4 Mart 2017 Cumartesi

Kış Mevsiminde Yazılmış Bir Sonbahar Yazısıdır

Mevlam ayrılık vermesin
Gökte uçan kuşa Leylam
Gökte uçan kuşa verilmeyen ayrılık. Bize değil, sevdiklerimize değil, insanlara değil; gökte uçan kuşa. Kuşlara bile verilmeyen ayrılık… Göçmen kuşlara, göçmeyen kuşlara… Onca şiir, onca şair, değme imge, değme metafor hiç kalır yanında. Klasik şairler, modern şairler, bir halk türküsünün sözlerinde erir. Ben de buradayım diye bağırır anonim bir ses:
Ölüm Allah’ın emri de
Şu ayrılık olmasaydı
Kalp titrer, dil susar, gözler alabildiğine enginleşir. Mekan ortadan kalkar, zaman kaybolur. Gurbet, memleketi olanlara aittir. Memleketi olmayanın gurbeti olmaz. Onun bile kıymeti bilinmelidir. Hani diyor ya Mevlana: “Hangi ilahi aşk anlaşılmış, hangi fani akılla.” Onun gibi bir şey işte. Nefes alır verirsin. Tarih ilerler, saat yerinde durur. Her sonbahar, bir kış mevsimine mahkumdur.

Eylül…
“İki kere doğmayan cennete giremez” der Gaybî. “Müminler ölmez” diye karşılık verir Bursevî… Hiç ummadığın bir anda aklına düşer bütün çocuksu kanmaların, bütün uslu yalanların. Neşet Ertaş dinlediği belli bir şarkıcı mikrofonu alır eline ve “sezgi’nin bir dilsiz râvî olduğunu buldum” diye çıkışır. Dilsiz râvî; dilsiz rivayet eden; “sezgi-rivayet-hadis”… Bulanık mı? Her şey mi bulanık? Köpüklerin silindiği an, denizin masmavi olduğu andır. Bir meyvede çekirdeği ve bir çekirdekte bütün meyveleri görürsün. Adına eşya denen hiçbir şeyin olmadığını, bu dünyada baki kalanın hoş bir sada olduğunu, o sesin öldükten sonra da duyulacağını, dünyanın ses gibi baki kalmayacağını, fani dünyada baki sesin nasıl kalacağını anlarsın. Anlarsın ama anlatamazsın. Kelimeler yetmez. Sezgi dilsiz bir râvîdir artık. Göz görmez, kulak duymaz. Temizse kalp, ancak o zaman hissedilir.

Ekim…
Prometheus’un ciğerini yer kartallar. Yer ve ciğer yenilenir.
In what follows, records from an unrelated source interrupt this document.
/*
 * processor/visitors/domain.rs
 * Copyright (c) 2025 Posit, PBC
 *
 * Dispatch of elements to tag processors.
 */

use std::sync::Arc;

use async_trait::async_trait;

use crate::ast::Element;
use crate::context::ProcessingContext;
use crate::error::Result;
use crate::processor::Visitor;
use crate::processor::tag_processor::TagProcessorRegistry;

pub const DOMAIN_TAG_PRIORITY: i32 = 50;

/// Hands each element to the tag processors registered for its tag.
pub struct DomainTagVisitor {
    processors: Arc<TagProcessorRegistry>,
}

impl DomainTagVisitor {
    pub fn new(processors: Arc<TagProcessorRegistry>) -> Self {
        Self { processors }
    }
}

#[async_trait]
impl Visitor for DomainTagVisitor {
    fn name(&self) -> &str {
        "domain-tag"
    }

    fn priority(&self) -> i32 {
        DOMAIN_TAG_PRIORITY
    }

    async fn visit_element(&self, element: &mut Element, ctx: &mut ProcessingContext) -> Result<()> {
        for processor in self.processors.processors_for(&element.tag_name) {
            if !processor.can_process(element) {
                continue;
            }
            tracing::trace!(processor = processor.name(), tag = %element.tag_name, "Tag processor");
            processor.process(element, ctx).await?;
        }
        Ok(())
    }
}
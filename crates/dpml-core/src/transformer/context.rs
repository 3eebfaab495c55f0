/*
 * transformer/context.rs
 * Copyright (c) 2025 Posit, PBC
 *
 * Immutable nested contexts for the transform chain.
 */

use std::collections::HashMap;
use std::fmt;
use std::sync::Arc;

use serde_json::Value;

use crate::ast::Element;
use crate::context::ProcessingContext;

#[derive(Debug)]
struct Frame {
    segment: String,
    /// Result of the element one level up, as it stood when this frame
    /// was created.
    parent_result: Option<Element>,
    parent: Option<Arc<Frame>>,
    depth: usize,
}

/// Scope handed to transform processors.
///
/// Contexts are never mutated. [`child`](Self::child) and
/// [`with_variable`](Self::with_variable) return a new context that shares
/// the unchanged parts with its parent, so sibling subtrees never observe
/// each other's scopes.
#[derive(Clone)]
pub struct TransformContext {
    frame: Option<Arc<Frame>>,
    variables: Arc<HashMap<String, Value>>,
    processing: Option<Arc<ProcessingContext>>,
    max_ancestor_depth: usize,
}

impl TransformContext {
    pub fn new(max_ancestor_depth: usize) -> Self {
        Self {
            frame: None,
            variables: Arc::new(HashMap::new()),
            processing: None,
            max_ancestor_depth,
        }
    }

    /// Attach the (read-only) outcome of semantic processing.
    pub fn with_processing_context(mut self, processing: Arc<ProcessingContext>) -> Self {
        self.processing = Some(processing);
        self
    }

    pub fn processing_context(&self) -> Option<&ProcessingContext> {
        self.processing.as_deref()
    }

    /// A nested scope one path segment deeper.
    ///
    /// `parent_result` is the enclosing element's latest result; it becomes
    /// reachable through [`parent_result`](Self::parent_result).
    pub fn child(&self, segment: impl Into<String>, parent_result: Option<Element>) -> Self {
        let depth = self.depth() + 1;
        Self {
            frame: Some(Arc::new(Frame {
                segment: segment.into(),
                parent_result,
                parent: self.frame.clone(),
                depth,
            })),
            variables: self.variables.clone(),
            processing: self.processing.clone(),
            max_ancestor_depth: self.max_ancestor_depth,
        }
    }

    /// A copy of this context with one variable set.
    pub fn with_variable(&self, name: impl Into<String>, value: Value) -> Self {
        let mut variables = (*self.variables).clone();
        variables.insert(name.into(), value);
        Self {
            variables: Arc::new(variables),
            ..self.clone()
        }
    }

    pub fn variable(&self, name: &str) -> Option<&Value> {
        self.variables.get(name)
    }

    pub fn variables(&self) -> &HashMap<String, Value> {
        &self.variables
    }

    pub fn depth(&self) -> usize {
        self.frame.as_ref().map_or(0, |f| f.depth)
    }

    pub fn max_ancestor_depth(&self) -> usize {
        self.max_ancestor_depth
    }

    /// Segment of the element this context was created for.
    pub fn segment(&self) -> Option<&str> {
        self.frame.as_deref().map(|f| f.segment.as_str())
    }

    /// Path segments from the outermost scope inward.
    pub fn path(&self) -> Vec<&str> {
        let mut segments: Vec<&str> = self.frames().map(|f| f.segment.as_str()).collect();
        segments.reverse();
        segments
    }

    /// An ancestor's result counted from the innermost: `0` is the
    /// immediate parent.
    pub fn parent_result(&self, index_from_end: usize) -> Option<&Element> {
        if index_from_end >= self.max_ancestor_depth {
            return None;
        }
        self.frames().nth(index_from_end)?.parent_result.as_ref()
    }

    /// The nearest ancestor whose path segment is `tag_name`.
    pub fn ancestor_result(&self, tag_name: &str) -> Option<&Element> {
        let mut below: Option<&Frame> = None;
        for frame in self.frames().take(self.max_ancestor_depth + 1) {
            if let Some(child) = below
                && frame.segment.eq_ignore_ascii_case(tag_name)
            {
                return child.parent_result.as_ref();
            }
            below = Some(frame);
        }
        None
    }

    fn frames(&self) -> impl Iterator<Item = &Frame> {
        std::iter::successors(self.frame.as_deref(), |f| f.parent.as_deref())
    }
}

impl Default for TransformContext {
    fn default() -> Self {
        Self::new(crate::config::TransformOptions::default().max_ancestor_depth)
    }
}

impl fmt::Debug for TransformContext {
    fn fmt(&self, f: &mut fmt::Formatter<'_>) -> fmt::Result {
        f.debug_struct("TransformContext")
            .field("path", &self.path())
            .field("variables", &self.variables)
            .field("max_ancestor_depth", &self.max_ancestor_depth)
            .finish()
    }
}
//! Shallow tag-balance scan run before the real parse.
//!
//! The scan only looks at start and end tags. Comments, CDATA sections,
//! processing instructions, declarations and self-closing tags are skipped.
//! A `<` that cannot start a tag is treated as text.

use crate::error::{Result, XmlError};
use dpml_source_map::{FileId, LineIndex, SourceInfo};

struct OpenTag<'a> {
    name: &'a str,
    name_start: usize,
}

/// Check that every start tag has a matching end tag.
pub fn check_balance(source: &str, index: &LineIndex, file_id: FileId) -> Result<()> {
    let bytes = source.as_bytes();
    let at = |start: usize, end: usize| Some(SourceInfo::new(file_id, index.range(start, end)));
    let mut stack: Vec<OpenTag<'_>> = Vec::new();
    let mut i = 0;

    while i < bytes.len() {
        if bytes[i] != b'<' {
            i += 1;
            continue;
        }
        let rest = &source[i..];

        if rest.starts_with("<!--") {
            i = skip_past(source, i + 4, "-->").ok_or_else(|| XmlError::Syntax {
                message: "Comment is never closed".to_string(),
                location: at(i, i + 4),
            })?;
        } else if rest.starts_with("<![CDATA[") {
            i = skip_past(source, i + 9, "]]>").ok_or_else(|| XmlError::Syntax {
                message: "CDATA section is never closed".to_string(),
                location: at(i, i + 9),
            })?;
        } else if rest.starts_with("<?") {
            i = skip_past(source, i + 2, "?>").ok_or_else(|| XmlError::Syntax {
                message: "Processing instruction is never closed".to_string(),
                location: at(i, i + 2),
            })?;
        } else if rest.starts_with("<!") {
            i = skip_past(source, i + 2, ">").ok_or_else(|| XmlError::Syntax {
                message: "Declaration is never closed".to_string(),
                location: at(i, i + 2),
            })?;
        } else if rest.starts_with("</") {
            let name_start = i + 2;
            let name_end = scan_name(bytes, name_start);
            let name = &source[name_start..name_end];
            let close = find_tag_end(bytes, name_end).ok_or_else(|| XmlError::Syntax {
                message: format!("End tag </{}> is never terminated", name),
                location: at(i, name_end),
            })?;

            match stack.pop() {
                None => {
                    return Err(XmlError::InvalidStructure {
                        message: format!("Unexpected closing tag </{}>", name),
                        location: at(i, close),
                    });
                }
                Some(open) if open.name != name => {
                    return Err(XmlError::MismatchedEndTag {
                        expected: open.name.to_string(),
                        found: name.to_string(),
                        location: at(i, close),
                    });
                }
                Some(_) => {}
            }
            i = close;
        } else if bytes.get(i + 1).is_some_and(|&b| is_name_start(b)) {
            let name_start = i + 1;
            let name_end = scan_name(bytes, name_start);
            let close = find_tag_end(bytes, name_end).ok_or_else(|| XmlError::Syntax {
                message: format!("Start tag <{}> is never terminated", &source[name_start..name_end]),
                location: at(i, name_end),
            })?;

            // `close` is one past the `>`
            if bytes[close - 2] != b'/' {
                stack.push(OpenTag {
                    name: &source[name_start..name_end],
                    name_start,
                });
            }
            i = close;
        } else {
            i += 1;
        }
    }

    match stack.pop() {
        Some(open) => Err(XmlError::UnclosedTag {
            name: open.name.to_string(),
            location: at(open.name_start, open.name_start + open.name.len()),
        }),
        None => Ok(()),
    }
}

fn is_name_start(b: u8) -> bool {
    b.is_ascii_alphabetic() || b == b'_' || b == b':' || b >= 0x80
}

fn is_name_char(b: u8) -> bool {
    is_name_start(b) || b.is_ascii_digit() || b == b'-' || b == b'.'
}

fn scan_name(bytes: &[u8], start: usize) -> usize {
    let mut end = start;
    while end < bytes.len() && is_name_char(bytes[end]) {
        end += 1;
    }
    end
}

/// Offset one past the `>` closing a tag, honoring quoted attribute values.
fn find_tag_end(bytes: &[u8], from: usize) -> Option<usize> {
    let mut quote: Option<u8> = None;
    for (idx, &b) in bytes.iter().enumerate().skip(from) {
        match quote {
            Some(q) if b == q => quote = None,
            Some(_) => {}
            None if b == b'"' || b == b'\'' => quote = Some(b),
            None if b == b'>' => return Some(idx + 1),
            None => {}
        }
    }
    None
}

fn skip_past(source: &str, from: usize, terminator: &str) -> Option<usize> {
    source
        .get(from..)?
        .find(terminator)
        .map(|pos| from + pos + terminator.len())
}
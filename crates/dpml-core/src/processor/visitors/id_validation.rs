/*
 * processor/visitors/id_validation.rs
 * Copyright (c) 2025 Posit, PBC
 *
 * Builds the id map and rejects duplicate ids.
 */

use async_trait::async_trait;

use crate::ast::{Document, Element};
use crate::context::ProcessingContext;
use crate::error::{DpmlError, ErrorCode, Issue, Result};
use crate::processor::Visitor;

pub const ID_VALIDATION_PRIORITY: i32 = 90;

/// Registers every `id` in the context's id map.
///
/// A duplicate is fatal in strict mode. In loose mode it is reported as a
/// warning and the first element keeps the id.
#[derive(Debug, Default)]
pub struct IdValidationVisitor {
    strict: bool,
}

impl IdValidationVisitor {
    pub fn new() -> Self {
        Self::default()
    }

    pub fn with_strict(mut self, strict: bool) -> Self {
        self.strict = strict;
        self
    }
}

#[async_trait]
impl Visitor for IdValidationVisitor {
    fn name(&self) -> &str {
        "id-validation"
    }

    fn priority(&self) -> i32 {
        ID_VALIDATION_PRIORITY
    }

    async fn visit_document(&self, _document: &mut Document, ctx: &mut ProcessingContext) -> Result<()> {
        ctx.reset_id_map();
        Ok(())
    }

    async fn visit_element(&self, element: &mut Element, ctx: &mut ProcessingContext) -> Result<()> {
        let Some(id) = element.id() else {
            return Ok(());
        };
        if ctx.register_id(id, element) {
            return Ok(());
        }

        let issue = Issue::new(
            ErrorCode::DuplicateId,
            format!("Duplicate id '{}' on <{}>", id, element.tag_name),
        )
        .at(element.position);
        if self.strict || ctx.is_strict() {
            return Err(DpmlError::Validation(issue));
        }
        ctx.add_warning(issue);
        Ok(())
    }
}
Yenildikçe yenilenir… İnsan yanar, yandıkça derisi yenilenir. Yenilendikçe yanar, yandıkça yenilenir. Prometeus mu? Antik Yunan mı? Cehennem mi? Yalnızca hayatı dolu dolu yaşayanlar yorulunca kenara çekilmezler. Hayatı yaşamak, dolu dolu… Gezerek mi, tozarak mı? Hazzın bin türlüsünü tadarak mı? Yoksa Yunus gibi mi? Çiçeklerle iyi geçinerek, gülü incitmeyerek mi? Ve kenara çekilmek nedir? Dünyadan el etek çekmek mi? Durulmak mı? Yolda olmak nedir? Yürümek mi? Yaşamak mı? Sizin “yaşamak”tan anladığınızla benimki aynı mı? Günlerden Pazartesiyse ve “üç gün sonra buluşalım” dersem, Perşembe mi buluşacağız, Cuma mı? Üçüncü gün mü, aradan üç gün geçtikten sonra mı? Cevaplarımız aynı olacak mı? Yeni ve kısık bir sesle söze girer Yunus: “Adımız miskindir bizim”. Yahu tembel değil, meskenet diye bir şey duymadınız mı?

Kasım
İntihara bir ay kala hayattan son bir nefes çalar mevsim. Sizin “pastırma yazı” dediğiniz sıcaklığa, biz “kainatın ölümden önceki efkarı” adını veririz. Efkardır, sıcaklatır. Efkardır, terletir. Son kez çiçek açar yediverenler. Son ve en lezzetli meyveleri verir. Yüzlerinde her şeyi olduğu gibi kabul edenlerin tebessümü… Tatları da hazları da bu dünyaya ait değildir. Yanlış yoldan gidenler, meyvelerin yoldan çekildiklerini zannederler. Halbuki meyvelerin yolunda, yoldan çekilmek yoktur. Çünkü onlardır hayatı dolu dolu yaşayanlar ve yorulduklarında yoldan çekilmeyenler. Çünkü onların yolunda yorulmak yoktur. Mevlam ayrılık vermesin gökte uçan kuşa. Bu söz yazılmış en büyük ütopya değil de nedir? Ayrılık yok, yani dert yok, yani keder yok. Yalnız sevmek var, sevmekten başka bir duygu yok. Yediverenlerin, meyvelerin, çekirdeklerin dergahında. Ağaçlar bize, onları sulama imkanı verir. Eylemi gerçekleştiren insan değil, ağaçtır, meyvedir, çekirdektir. Ve tevazularından bunu asla söylememişlerdir.

Sonbahar’ın Ölümü

Bu dünyada bir nesneye
Yanar içim göynür özüm
Yiğit iken ölenlere
Gök ekini biçmiş gibi
Her ölüm erken ölümdür. Ama bazı ölümler daha bir erken sanki. Bazı ölümler ise ölüm bile değildir, düğündür, bayramdır, vuslattır. Ayrılık sonrası dönüş heyecanıdır. Doğumdur, iyiliktir, güzelliktir. Biçilirken gök ekinler, onlarla bir damla yaş dökmektir. “Gidiyorum elveda” değil, “gidiyorum, merhaba” demektir. Sonda söyleneni başa almak; “çok şükür diyerek yeniden başlamanın hayali”ni kurmak gibidir. Sizden “gidiyorum”; sana geliyorum, “merhaba” gibidir. Kalanın değilse de, gidenin gönlü hoş gibidir.